Le contraddizioni della cosiddetta GenZ sono approfondite anche dai personaggi di Ivan (Miles Gutierrez) e Kirin per quanto riguarda i temi del cosiddetto politicamente corretto. Ivan è un ragazzo omosessuale, extra in tutti i contesti, che è abituato a pensare (come Scotty) a come mostrarsi pronto a difendersi da un mondo che non lo protegge. Questo modo di pensare però diventa un’arma a doppio taglio se non lo si dosa: sono poche le scene riservate alla vita di Kirin prima dell’isola, ma bastano per far capire che è stato un bersaglio trasversale in una guerra che non intendeva combattere.
La trama è, soprattutto in questa stagione nelle parti riservate ai personaggi già conosciuti, piena di colpi di scena al punto giusto: sono numerosi, però, i momenti in cui le giornate non hanno nuove scoperte o nuove attività, perché l’imparare a sopravvivere in un luogo fuori dal mondo è anche imparare ad annoiarsi. Questa è una delle lezioni più importanti che deve imparare Dot (Shannon Berry): arrivata sull’isola dopo aver passato gli ultimi anni a prendersi cura del padre malato, portando avanti la casa e gli studi senza mai fermarsi. Grazie a Fatin e Martha, in questa stagione il personaggio di Dot sarà l’esempio perfetto dell’evoluzione aiutata dalla sorellanza: far rilassare Dot significa più lavoro per tutte, significa maggiori turni e maggior sforzo visto che le altre ragazze non conoscono tutto ciò che lei sa, ma nessuna esita perché il bene della ragazza viene messo al primo posto.

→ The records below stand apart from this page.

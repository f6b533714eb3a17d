//! Publisher pipeline wiring.
//!
//! Each inbound stream gets two tasks: a jitter-buffer actor and a
//! receiver-report actor. They own their state exclusively and talk to
//! the rest of the session through bounded queues only; every send goes
//! through [`try_forward_counted`] and drops when the queue is full.
//!
//! ```text
//!             +--> jitter buffer --+--> sorted RTP  (relay)
//!  datagram --+                    +--> RTCP NACK/PLI/REMB (peer)
//!   (demux)   |                    +--> JitterEvent (collaborators)
//!             +--> RR reporter ------> RTCP RR (peer)
//! ```

use crate::jitter_buffer::{JitterBuffer, JitterBufferConfig, JitterEvent, JitterOutput};
use crate::receiver_report::{ReceiverReporter, RR_INTERVAL};
use sfu_common::rtcp::{self, RtcpPacket, SenderReport};
use sfu_common::{try_forward_counted, MetricsContext, RtpPacket, SessionConfig};
use std::time::{Duration, Instant};
use tokio::sync::{mpsc, watch};
use tokio::task::JoinHandle;
use tokio::time::{interval, MissedTickBehavior};
use tracing::{debug, info, warn};

/// Resolution of the jitter buffer timers (loss scan, pacing, PLI retry).
pub const TICK: Duration = Duration::from_millis(5);

/// SSRC the publisher uses as sender of its receiver reports.
pub const REPORTER_SSRC: u32 = 1;

/// Current time as seen by the tokio clock, so paused-time tests drive
/// the synchronous cores too.
pub fn now() -> Instant {
    tokio::time::Instant::now().into_std()
}

/// Input of the receiver-report actor.
#[derive(Debug, Clone)]
pub enum ReporterInput {
    Rtp(RtpPacket),
    SenderReport(SenderReport),
}

/// Queues the pipeline writes to.
#[derive(Debug, Clone)]
pub struct PipelineOutputs {
    // ---
    /// Sorted packets for the relay
    pub rtp: mpsc::Sender<RtpPacket>,

    /// Feedback for the publishing peer
    pub rtcp: mpsc::Sender<RtcpPacket>,

    pub events: mpsc::Sender<JitterEvent>,
}

/// Receiving ends of [`PipelineOutputs`].
#[derive(Debug)]
pub struct PipelineReceivers {
    pub rtp: mpsc::Receiver<RtpPacket>,
    pub rtcp: mpsc::Receiver<RtcpPacket>,
    pub events: mpsc::Receiver<JitterEvent>,
}

impl PipelineOutputs {
    // ---
    pub fn channel(config: &SessionConfig) -> (Self, PipelineReceivers) {
        // ---
        let (rtp_tx, rtp_rx) = mpsc::channel(config.channel_capacity);
        let (rtcp_tx, rtcp_rx) = mpsc::channel(config.channel_capacity);
        let (events_tx, events_rx) = mpsc::channel(config.event_capacity);

        let outputs = Self {
            rtp: rtp_tx,
            rtcp: rtcp_tx,
            events: events_tx,
        };
        let receivers = PipelineReceivers {
            rtp: rtp_rx,
            rtcp: rtcp_rx,
            events: events_rx,
        };
        (outputs, receivers)
    }
}

/// Drives one jitter buffer until shutdown or until its input closes.
///
/// # Arguments
///
/// * `jb` - Buffer for one media SSRC (and its RTX SSRC)
/// * `packets` - Raw RTP demultiplexed for this stream
/// * `outputs` - Where sorted RTP, RTCP and events go
/// * `rtt` - Latest round-trip time sample, if any
/// * `shutdown` - Session cancellation signal
/// * `metrics` - Counts full-queue drops
pub async fn run_jitter_buffer(
    mut jb: JitterBuffer,
    mut packets: mpsc::Receiver<RtpPacket>,
    outputs: PipelineOutputs,
    mut rtt: watch::Receiver<Option<Duration>>,
    mut shutdown: watch::Receiver<bool>,
    metrics: Option<MetricsContext>,
) {
    // ---
    let mut ticker = interval(TICK);
    ticker.set_missed_tick_behavior(MissedTickBehavior::Skip);
    let mut rtt_open = true;
    info!("Jitter buffer task started for ssrc {:#010x}", jb.ssrc());

    loop {
        tokio::select! {
            _ = shutdown.changed() => break,
            packet = packets.recv() => match packet {
                Some(p) => jb.on_packet(p, now()),
                None => break,
            },
            _ = ticker.tick() => jb.on_tick(now()),
            changed = rtt.changed(), if rtt_open => {
                if changed.is_err() {
                    debug!("RTT source closed");
                    rtt_open = false;
                    continue;
                }
                let sample = *rtt.borrow_and_update();
                if let Some(sample) = sample {
                    jb.set_rtt(sample);
                }
            }
        }

        while let Some(output) = jb.poll_output() {
            dispatch(output, &outputs, metrics.as_ref());
        }
    }

    info!(
        "Jitter buffer task for ssrc {:#010x} stopped ({} key frame requests after loss)",
        jb.ssrc(),
        jb.packet_loss()
    );
}

fn dispatch(output: JitterOutput, outputs: &PipelineOutputs, metrics: Option<&MetricsContext>) {
    // ---
    match output {
        JitterOutput::Rtp(p) => {
            try_forward_counted(&outputs.rtp, p, "sorted RTP", metrics);
        }
        JitterOutput::Rtcp(p) => {
            try_forward_counted(&outputs.rtcp, p, "publisher RTCP", metrics);
        }
        JitterOutput::Event(e) => {
            try_forward_counted(&outputs.events, e, "jitter event", metrics);
        }
    }
}

/// Drives one receiver reporter, emitting an RR every [`RR_INTERVAL`].
pub async fn run_receiver_reporter(
    mut reporter: ReceiverReporter,
    mut inputs: mpsc::Receiver<ReporterInput>,
    rtcp_tx: mpsc::Sender<RtcpPacket>,
    mut shutdown: watch::Receiver<bool>,
    metrics: Option<MetricsContext>,
) {
    // ---
    let mut ticker = interval(RR_INTERVAL);
    ticker.set_missed_tick_behavior(MissedTickBehavior::Skip);

    loop {
        tokio::select! {
            _ = shutdown.changed() => break,
            input = inputs.recv() => match input {
                Some(ReporterInput::Rtp(p)) => {
                    if let Some(stats) = reporter.on_rtp(&p) {
                        debug!(
                            "Frame D = {} J = {} for ssrc {:#010x}",
                            stats.interarrival_difference, stats.interarrival_jitter, stats.ssrc
                        );
                    }
                }
                Some(ReporterInput::SenderReport(sr)) => reporter.on_sender_report(&sr, now()),
                None => break,
            },
            _ = ticker.tick() => {
                let Some(rr) = reporter.on_tick(now()) else {
                    continue;
                };
                if let Some(m) = &metrics {
                    m.interarrival_jitter_seconds.observe(reporter.jitter_seconds());
                }
                try_forward_counted(&rtcp_tx, RtcpPacket::ReceiverReport(rr), "publisher RTCP", metrics.as_ref());
            }
        }
    }

    debug!("Receiver reporter for ssrc {:#010x} stopped", reporter.media_ssrc());
}

/// Queues feeding the tasks of one stream.
#[derive(Debug)]
struct StreamRoute {
    // ---
    media_ssrc: u32,
    rtx_ssrc: Option<u32>,
    packets: mpsc::Sender<RtpPacket>,
    reports: mpsc::Sender<ReporterInput>,
}

/// Running publisher pipeline for one publishing peer.
pub struct PublisherPipeline {
    // ---
    routes: Vec<StreamRoute>,
    rtt_tx: watch::Sender<Option<Duration>>,
    tasks: Vec<JoinHandle<()>>,
    metrics: Option<MetricsContext>,
}

impl PublisherPipeline {
    // ---
    /// Spawns the tasks of every stream.
    ///
    /// Must be called inside a tokio runtime.
    pub fn spawn(
        config: &SessionConfig,
        streams: Vec<JitterBufferConfig>,
        outputs: PipelineOutputs,
        shutdown: watch::Receiver<bool>,
        metrics: Option<MetricsContext>,
    ) -> Self {
        // ---
        let (rtt_tx, rtt_rx) = watch::channel(None);
        let epoch = now();
        let mut routes = Vec::with_capacity(streams.len());
        let mut tasks = Vec::with_capacity(streams.len() * 2);

        for stream in streams {
            let (packets_tx, packets_rx) = mpsc::channel(config.channel_capacity);
            let (reports_tx, reports_rx) = mpsc::channel(config.channel_capacity);

            routes.push(StreamRoute {
                media_ssrc: stream.ssrc,
                rtx_ssrc: stream.rtx.map(|rtx| rtx.ssrc),
                packets: packets_tx,
                reports: reports_tx,
            });

            let reporter =
                ReceiverReporter::new(stream.ssrc, REPORTER_SSRC, stream.clock_rate, epoch);
            let mut jb = JitterBuffer::new(stream, epoch);
            if let Some(m) = &metrics {
                jb = jb.with_metrics(m.clone());
            }

            tasks.push(tokio::spawn(run_jitter_buffer(
                jb,
                packets_rx,
                outputs.clone(),
                rtt_rx.clone(),
                shutdown.clone(),
                metrics.clone(),
            )));
            tasks.push(tokio::spawn(run_receiver_reporter(
                reporter,
                reports_rx,
                outputs.rtcp.clone(),
                shutdown.clone(),
                metrics.clone(),
            )));
        }

        Self {
            routes,
            rtt_tx,
            tasks,
            metrics,
        }
    }

    /// Publishes a round-trip time sample to every jitter buffer.
    pub fn set_rtt(&self, rtt: Duration) {
        self.rtt_tx.send_replace(Some(rtt));
    }

    /// Demultiplexes one decrypted datagram from the publishing peer.
    pub fn on_datagram(&self, data: Vec<u8>, received_at: Instant) {
        // ---
        if rtcp::is_rtcp_packet(&data) {
            self.on_rtcp(&data, received_at);
            return;
        }

        let p = match RtpPacket::parse(data, received_at) {
            Ok(p) => p,
            Err(e) => {
                warn!("Dropping invalid RTP datagram: {}", e);
                if let Some(m) = &self.metrics {
                    m.rtp_dropped_total.inc();
                }
                return;
            }
        };
        self.route_rtp(p);
    }

    /// Sends `p` to the stream owning its SSRC.
    pub fn route_rtp(&self, p: RtpPacket) {
        // ---
        let ssrc = p.ssrc();
        let metrics = self.metrics.as_ref();

        if let Some(route) = self.routes.iter().find(|r| r.media_ssrc == ssrc) {
            try_forward_counted(&route.reports, ReporterInput::Rtp(p.clone()), "RR input", metrics);
            try_forward_counted(&route.packets, p, "jitter buffer input", metrics);
        } else if let Some(route) = self.routes.iter().find(|r| r.rtx_ssrc == Some(ssrc)) {
            try_forward_counted(&route.packets, p, "jitter buffer input", metrics);
        } else {
            debug!("No stream for ssrc {:#010x}, dropping packet", ssrc);
            if let Some(m) = &self.metrics {
                m.rtp_dropped_total.inc();
            }
        }
    }

    fn on_rtcp(&self, data: &[u8], received_at: Instant) {
        // ---
        let (packets, error) = rtcp::parse_compound(data);
        if let Some(e) = error {
            warn!("Malformed RTCP from publisher: {}", e);
            if let Some(m) = &self.metrics {
                m.rtcp_malformed_total.inc();
            }
        }

        for packet in packets {
            if let Some(m) = &self.metrics {
                m.rtcp_parsed_total.with_label_values(&[packet.kind()]).inc();
            }
            match packet {
                RtcpPacket::SenderReport(sr) => {
                    match self.routes.iter().find(|r| r.media_ssrc == sr.ssrc) {
                        Some(route) => {
                            try_forward_counted(
                                &route.reports,
                                ReporterInput::SenderReport(sr),
                                "RR input",
                                self.metrics.as_ref(),
                            );
                        }
                        None => debug!("SR for unknown ssrc {:#010x}", sr.ssrc),
                    }
                }
                RtcpPacket::Goodbye(bye) => info!("Publisher said goodbye: {}", bye),
                other => debug!("Ignoring publisher RTCP {} at {:?}", other, received_at),
            }
        }
    }

    /// Waits for every task to stop. Closes the stream inputs first so the
    /// tasks also end without a shutdown signal.
    pub async fn join(self) {
        // ---
        drop(self.routes);
        for task in self.tasks {
            if let Err(e) = task.await {
                warn!("Publisher task failed: {}", e);
            }
        }
    }
}

#[cfg(test)]
mod tests {
    // ---
    use super::*;
    use crate::jitter_buffer::StreamKind;
    use sfu_common::keyframe::VideoCodec;
    use sfu_common::rtcp::SenderInfo;

    const SSRC: u32 = 0x1234;

    fn video_stream(config: &SessionConfig) -> JitterBufferConfig {
        JitterBufferConfig::video(config, VideoCodec::H264, 96, SSRC).with_rtx(97, 0x5678)
    }

    #[tokio::test(start_paused = true)]
    async fn test_pipeline_forwards_sorted_rtp() {
        // ---
        let config = SessionConfig::default();
        let (outputs, mut receivers) = PipelineOutputs::channel(&config);
        let (_shutdown_tx, shutdown_rx) = watch::channel(false);
        let pipeline =
            PublisherPipeline::spawn(&config, vec![video_stream(&config)], outputs, shutdown_rx, None);

        for seq in [1u16, 3, 2] {
            let nal = if seq == 1 { 0x78 } else { 0x41 };
            let p = RtpPacket::new(96, seq, seq as u32 * 3000, SSRC, true, &[nal, 0, 0]);
            pipeline.on_datagram(p.into_data(), now());
        }

        let mut seqs = Vec::new();
        for _ in 0..3 {
            let p = receivers.rtp.recv().await.unwrap();
            seqs.push(p.sequence());
        }
        assert_eq!(seqs, vec![1, 2, 3]);

        pipeline.join().await;
    }

    #[tokio::test(start_paused = true)]
    async fn test_receiver_report_follows_sender_report() {
        // ---
        let config = SessionConfig::default();
        let (outputs, mut receivers) = PipelineOutputs::channel(&config);
        let (shutdown_tx, shutdown_rx) = watch::channel(false);
        let pipeline =
            PublisherPipeline::spawn(&config, vec![video_stream(&config)], outputs, shutdown_rx, None);

        let sr = SenderReport {
            ssrc: SSRC,
            sender_info: SenderInfo::default(),
            reports: Vec::new(),
        };
        pipeline.on_datagram(sr.to_bytes(), now());
        for seq in 0..10u16 {
            let p = RtpPacket::new(96, seq, seq as u32 * 3000, SSRC, false, &[0x78]);
            pipeline.on_datagram(p.into_data(), now());
            tokio::time::sleep(Duration::from_millis(100)).await;
        }

        let rr = loop {
            match receivers.rtcp.recv().await.unwrap() {
                RtcpPacket::ReceiverReport(rr) => break rr,
                _ => continue,
            }
        };
        assert_eq!(rr.ssrc, REPORTER_SSRC);
        assert_eq!(rr.reports[0].ssrc, SSRC);

        shutdown_tx.send_replace(true);
        pipeline.join().await;
    }

    #[tokio::test]
    async fn test_unknown_ssrc_is_dropped() {
        // ---
        let config = SessionConfig::default();
        let (outputs, mut receivers) = PipelineOutputs::channel(&config);
        let (_shutdown_tx, shutdown_rx) = watch::channel(false);
        let stream = JitterBufferConfig::audio(&config, 111, SSRC);
        assert_eq!(stream.kind, StreamKind::Audio);
        let pipeline = PublisherPipeline::spawn(&config, vec![stream], outputs, shutdown_rx, None);

        let p = RtpPacket::new(111, 1, 0, 0xDEAD, true, &[1]);
        pipeline.on_datagram(p.into_data(), now());
        pipeline.join().await;

        assert!(receivers.rtp.try_recv().is_err());
    }
}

In questa ricerca su come abbattere ciò che ci rende attori sociali per ricreare un modello diverso, sono mostrate tutte le sfaccettature del quadro in cui siamo inseriti fin dalla nascita. Ognuno di questi temi è affrontato dalla serie in modo attento, ma dosato, non vi è la pretesa di appesantire un prodotto che ha di per sé un format tanto complesso. Di certo offre sicuramente ottimi spunti per discussioni che vanno oltre e lascia in attesa di una sintesi che è difficile da prevedere. L’affetto che si va a sviluppare per i personaggi porta a desiderare che riescano nell’impresa di far finire tutto e tornare alle loro vite normali, ma sotto sotto non vorremmo tutti vedere come sarebbe la Dawn of Eve?